Infelicidade
No Salão do Livro de Paris deste ano, um espectador quis saber das influências literárias de Cristovão Tezza. O escritor respondeu que autores diferentes o inspiraram, em momentos diversos da vida; mas que o verdadeiro impulso do escritor, aquilo que o motivava de fato a escrever, era, sem dúvida, a infelicidade. Ovação Já passava da […]
No Salão do Livro de Paris deste ano, um espectador quis saber das influências literárias de Cristovão Tezza. O escritor respondeu que autores diferentes o inspiraram, em momentos diversos da vida; mas que o verdadeiro impulso do escritor, aquilo que o motivava de fato a escrever, era, sem dúvida, a infelicidade.
Ovação
Já passava da 1 da madruga quando terminei de assistir ao documentário de Brett Morgen, Montage of a Heck, sobre Kurt Cobain. Desliguei a TV deprimida, com um misto de culpa e veneração.
O poeta, mais do que o escritor, é um infeliz nato; e Cobain, um caso exemplar da tese do Tezza. Hiperativo, tomou Ritalina na infância e enfrentou a humilhação do pai. Desde cedo, padeceu de angústia e dores crônicas no estômago. Um sofrimento tão ligado à própria criação que ele confessa, já adulto, temer curar a dor em detrimento da inspiração.
O divórcio dos pais o transforma num adolescente rejeitado e destrutivo, jogado de casa em casa, que encontra no punk, e nas drogas, expressão e saída para o desamparo. Cobain é um anjo caído, trazido à luz graças ao estupendo Nevermind.
Morgen acerta ao ilustrar a mente ávida, em perpétuo movimento de Cobain, usando o recurso da animação, tanto nos cadernos de desenho e anotações do compositor quanto nas gravações de voz que costumava fazer a sós.
Sim, a solidão é irmã da infelicidade, e o músico as cultiva com igual zelo.
Cobain se sentia pleno nos concertos para milhões, naquilo que Jimmy Page chamou de missa demoníaca, capaz de expurgar a ira dos piores exus. Num show no Brasil, ele caminha até a câmera e, em close, cospe na lente. É sintomático.
A mudez do ídolo diante da enxurrada de repórteres medíocres diz muito a respeito da sua integridade de artista. “Está tudo na música!”, argumenta o baixista Novoselic, na tentativa de se livrar de mais um microfone em riste.
É em meio à glória e seu cortejo de horrores que surge a Lilith, Courtney Love.
Ao contrário de Cobain, Courtney anseia os holofotes. A entrevista que concede nos dias de hoje comprova a suspeita de que a marginal de outrora era fachada para a loura botocada de agora. Courtney é doida, mas dona de um ego banal.

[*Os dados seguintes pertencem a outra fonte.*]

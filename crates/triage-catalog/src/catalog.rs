//! Validated Rule Catalog and its loader

use crate::config::{CatalogConfig, CriticalityRules, DuplicateThresholds, SlaRules};
use crate::CatalogError;
use glob::Pattern;
use triage_domain::normalize::normalize_label;

/// Where a loaded catalog came from
#[derive(Debug, Clone, Copy, PartialEq, Eq)]
pub enum CatalogOrigin {
    /// No configuration was supplied
    BuiltIn,
    /// Parsed from the supplied configuration
    Configured,
    /// The supplied configuration was unusable; built-in default in effect
    Fallback,
}

/// A validated area
#[derive(Debug, Clone)]
pub struct Area {
    /// Area name as written in the catalog
    pub name: String,

    /// Lower-cased, deduplicated keywords
    pub keywords: Vec<String>,

    /// Compiled path globs
    pub path_globs: Vec<Pattern>,

    /// Owners in catalog order
    pub owners: Vec<String>,
}

/// Immutable rule set for one evaluation batch
///
/// A catalog is built once, then passed by reference to every classifier.
/// Problems found while building it never abort an evaluation; they are
/// recorded in [`RuleCatalog::warnings`] so they can surface in each Verdict.
///
/// # Examples
///
/// ```
/// use triage_catalog::{CatalogOrigin, RuleCatalog};
///
/// let catalog = RuleCatalog::load(Some("not = [valid"));
/// assert_eq!(catalog.origin, CatalogOrigin::Fallback);
/// assert_eq!(catalog.warnings.len(), 1);
/// ```
#[derive(Debug, Clone)]
pub struct RuleCatalog {
    /// Areas in declared order
    pub areas: Vec<Area>,

    /// SLA rules
    pub sla: SlaRules,

    /// Duplicate-detection thresholds
    pub duplicates: DuplicateThresholds,

    /// Criticality predicate inputs
    pub criticality: CriticalityRules,

    /// Warnings raised while loading
    pub warnings: Vec<String>,

    /// Where the rules came from
    pub origin: CatalogOrigin,
}

impl Default for RuleCatalog {
    fn default() -> Self {
        Self::built_in()
    }
}

impl RuleCatalog {
    /// The built-in default catalog
    pub fn built_in() -> Self {
        let mut catalog = match Self::from_config(CatalogConfig::default()) {
            Ok(catalog) => catalog,
            Err(e) => Self::empty_with_warning(e.to_string()),
        };
        catalog.origin = CatalogOrigin::BuiltIn;
        catalog
    }

    fn empty_with_warning(warning: String) -> Self {
        Self {
            areas: Vec::new(),
            sla: SlaRules::default(),
            duplicates: DuplicateThresholds::default(),
            criticality: CriticalityRules::default(),
            warnings: vec![warning],
            origin: CatalogOrigin::Fallback,
        }
    }

    /// Load a catalog from optional TOML text; never fails
    ///
    /// - Absent or blank text yields the built-in default.
    /// - Unparseable text or inconsistent thresholds yield the built-in
    ///   default plus a warning.
    /// - Rejected areas and globs are dropped with a warning each.
    pub fn load(source: Option<&str>) -> Self {
        let Some(text) = source.filter(|s| !s.trim().is_empty()) else {
            return Self::built_in();
        };

        match Self::from_toml(text) {
            Ok(catalog) => catalog,
            Err(e) => {
                tracing::warn!("Rule catalog rejected, using built-in default: {}", e);
                let mut catalog = Self::built_in();
                catalog.origin = CatalogOrigin::Fallback;
                catalog
                    .warnings
                    .push(format!("{}; using built-in default catalog", e));
                catalog
            }
        }
    }

    /// Parse and validate TOML text
    ///
    /// Errors only for problems that make the whole catalog unusable
    /// (`ConfigParse`, `InvalidThresholds`).
    pub fn from_toml(text: &str) -> Result<Self, CatalogError> {
        let config = CatalogConfig::from_toml(text)?;
        Self::from_config(config)
    }

    /// Validate a parsed configuration
    pub fn from_config(config: CatalogConfig) -> Result<Self, CatalogError> {
        config
            .duplicates
            .validate()
            .map_err(CatalogError::InvalidThresholds)?;

        let mut warnings = Vec::new();
        let mut areas: Vec<Area> = Vec::with_capacity(config.areas.len());

        for (index, rule) in config.areas.into_iter().enumerate() {
            let name = rule.name.trim().to_string();
            if name.is_empty() {
                warnings.push(CatalogError::EmptyAreaName(index).to_string());
                continue;
            }
            if areas.iter().any(|a| a.name.eq_ignore_ascii_case(&name)) {
                warnings.push(CatalogError::DuplicateArea(name).to_string());
                continue;
            }

            let mut keywords: Vec<String> = Vec::with_capacity(rule.keywords.len());
            for keyword in rule.keywords.iter().map(|k| normalize_label(k)) {
                if !keyword.is_empty() && !keywords.contains(&keyword) {
                    keywords.push(keyword);
                }
            }
            if keywords.is_empty() {
                warnings.push(CatalogError::EmptyKeywords(name).to_string());
                continue;
            }

            let mut path_globs = Vec::with_capacity(rule.path_globs.len());
            for glob in rule.path_globs.iter().map(|g| g.trim()).filter(|g| !g.is_empty()) {
                match Pattern::new(glob) {
                    Ok(pattern) => path_globs.push(pattern),
                    Err(e) => warnings.push(
                        CatalogError::InvalidGlob {
                            area: name.clone(),
                            glob: glob.to_string(),
                            reason: e.to_string(),
                        }
                        .to_string(),
                    ),
                }
            }

            areas.push(Area {
                name,
                keywords,
                path_globs,
                owners: rule.owners,
            });
        }

        for warning in &warnings {
            tracing::warn!("Rule catalog: {}", warning);
        }

        let mut sla = config.sla;
        sla.waiting_labels = sla
            .waiting_labels
            .iter()
            .map(|l| normalize_label(l))
            .filter(|l| !l.is_empty())
            .collect();

        Ok(Self {
            areas,
            sla,
            duplicates: config.duplicates,
            criticality: config.criticality,
            warnings,
            origin: CatalogOrigin::Configured,
        })
    }

    /// Render the catalog back to its configuration form
    pub fn to_config(&self) -> CatalogConfig {
        CatalogConfig {
            areas: self
                .areas
                .iter()
                .map(|a| crate::AreaRule {
                    name: a.name.clone(),
                    keywords: a.keywords.clone(),
                    path_globs: a.path_globs.iter().map(|p| p.as_str().to_string()).collect(),
                    owners: a.owners.clone(),
                })
                .collect(),
            sla: self.sla.clone(),
            duplicates: self.duplicates.clone(),
            criticality: self.criticality.clone(),
        }
    }

    /// Render the catalog as TOML
    pub fn to_toml(&self) -> Result<String, CatalogError> {
        Ok(self.to_config().to_toml()?)
    }

    /// Look up an area by name (case-insensitive)
    pub fn area(&self, name: &str) -> Option<&Area> {
        self.areas.iter().find(|a| a.name.eq_ignore_ascii_case(name))
    }
}

#[cfg(test)]
mod tests {
    use super::*;

    #[test]
    fn test_absent_source_is_built_in() {
        let catalog = RuleCatalog::load(None);
        assert_eq!(catalog.origin, CatalogOrigin::BuiltIn);
        assert!(catalog.warnings.is_empty());
        assert!(!catalog.areas.is_empty());

        let blank = RuleCatalog::load(Some("   \n"));
        assert_eq!(blank.origin, CatalogOrigin::BuiltIn);
    }

    #[test]
    fn test_malformed_source_falls_back() {
        let catalog = RuleCatalog::load(Some("[[areas]\nname = "));
        assert_eq!(catalog.origin, CatalogOrigin::Fallback);
        assert_eq!(catalog.warnings.len(), 1);
        assert!(catalog.warnings[0].contains("Config parse error"));
        assert_eq!(catalog.sla, SlaRules::default());
    }

    #[test]
    fn test_wrong_type_falls_back() {
        let catalog = RuleCatalog::load(Some("[sla]\ntolerance_days = \"seven\"\n"));
        assert_eq!(catalog.origin, CatalogOrigin::Fallback);
    }

    #[test]
    fn test_invalid_thresholds_fall_back() {
        let catalog = RuleCatalog::load(Some("[duplicates]\nhigh_min = 60\nmedium_min = 70\n"));
        assert_eq!(catalog.origin, CatalogOrigin::Fallback);
        assert!(catalog.warnings[0].contains("Invalid thresholds"));
        assert_eq!(catalog.duplicates.high_min, 90);
    }

    #[test]
    fn test_empty_keywords_rejected() {
        let catalog = RuleCatalog::load(Some(
            r#"
            [[areas]]
            name = "debugger"
            keywords = []

            [[areas]]
            name = "editor"
            keywords = ["completion"]
            "#,
        ));
        assert_eq!(catalog.origin, CatalogOrigin::Configured);
        assert_eq!(catalog.areas.len(), 1);
        assert_eq!(catalog.areas[0].name, "editor");
        assert!(catalog.warnings[0].contains("debugger"));
    }

    #[test]
    fn test_duplicate_area_keeps_first() {
        let catalog = RuleCatalog::load(Some(
            r#"
            [[areas]]
            name = "Debugger"
            keywords = ["breakpoint"]
            owners = ["alice"]

            [[areas]]
            name = "debugger"
            keywords = ["watch"]
            owners = ["bob"]
            "#,
        ));
        assert_eq!(catalog.areas.len(), 1);
        assert_eq!(catalog.areas[0].owners, vec!["alice"]);
        assert!(catalog.warnings[0].contains("Duplicate area"));
    }

    #[test]
    fn test_invalid_glob_dropped() {
        let catalog = RuleCatalog::load(Some(
            r#"
            [[areas]]
            name = "build"
            keywords = ["gradle"]
            path_globs = ["**/*.gradle", "[unclosed"]
            "#,
        ));
        let area = catalog.area("BUILD").unwrap();
        assert_eq!(area.path_globs.len(), 1);
        assert_eq!(catalog.warnings.len(), 1);
        assert!(catalog.warnings[0].contains("[unclosed"));
    }

    #[test]
    fn test_keywords_and_waiting_labels_folded() {
        let catalog = RuleCatalog::load(Some(
            r#"
            [[areas]]
            name = "debugger"
            keywords = ["Breakpoint", "breakpoint ", "Debug  Session"]

            [sla]
            waiting_labels = ["Need More Info"]
            "#,
        ));
        assert_eq!(catalog.areas[0].keywords, vec!["breakpoint", "debug session"]);
        assert_eq!(catalog.sla.waiting_labels, vec!["need more info"]);
    }

    #[test]
    fn test_toml_round_trip() {
        let catalog = RuleCatalog::built_in();
        let text = catalog.to_toml().unwrap();
        let reloaded = RuleCatalog::load(Some(&text));
        assert_eq!(reloaded.origin, CatalogOrigin::Configured);
        assert!(reloaded.warnings.is_empty());
        assert_eq!(reloaded.areas.len(), catalog.areas.len());
    }
}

As cenas íntimas do casal chocam até por terem sido registradas.
Alucinados, os dois dançam seminus pela casa recém-comprada. Cobain fala mal de Axl Rose. Grávida, o mulherão queixudo monta a cavalo no marido magro, numa imagem que faz lembrar O Senhor Puntila e Seu Criado Matti, e ambos improvisam uma canção.
Fenemê desgovernado, ela encarna o papel de mãe, amante e parceira. Não há transcendência em Courtney, sobra vaidade e falta tristeza.
A culpa me bateu nas cenas em que Cobain segura a filha bebê no colo, dormindo em pé, heroinado. A menina sorri desconfiada, já percebendo a barra que a trouxe ao mundo.
Tive vergonha aí, pudor de estar atrás da lente em que ele, um dia, cuspiu.
Gus Van Sant foi fiel ao cantor em Last Days, retratando-o como um animal fugidio, avesso aos vivos. Um bicho isolado, selvagem, depressivo e poético.
Já Courtney… essa bem que podia ter acabado com Axl.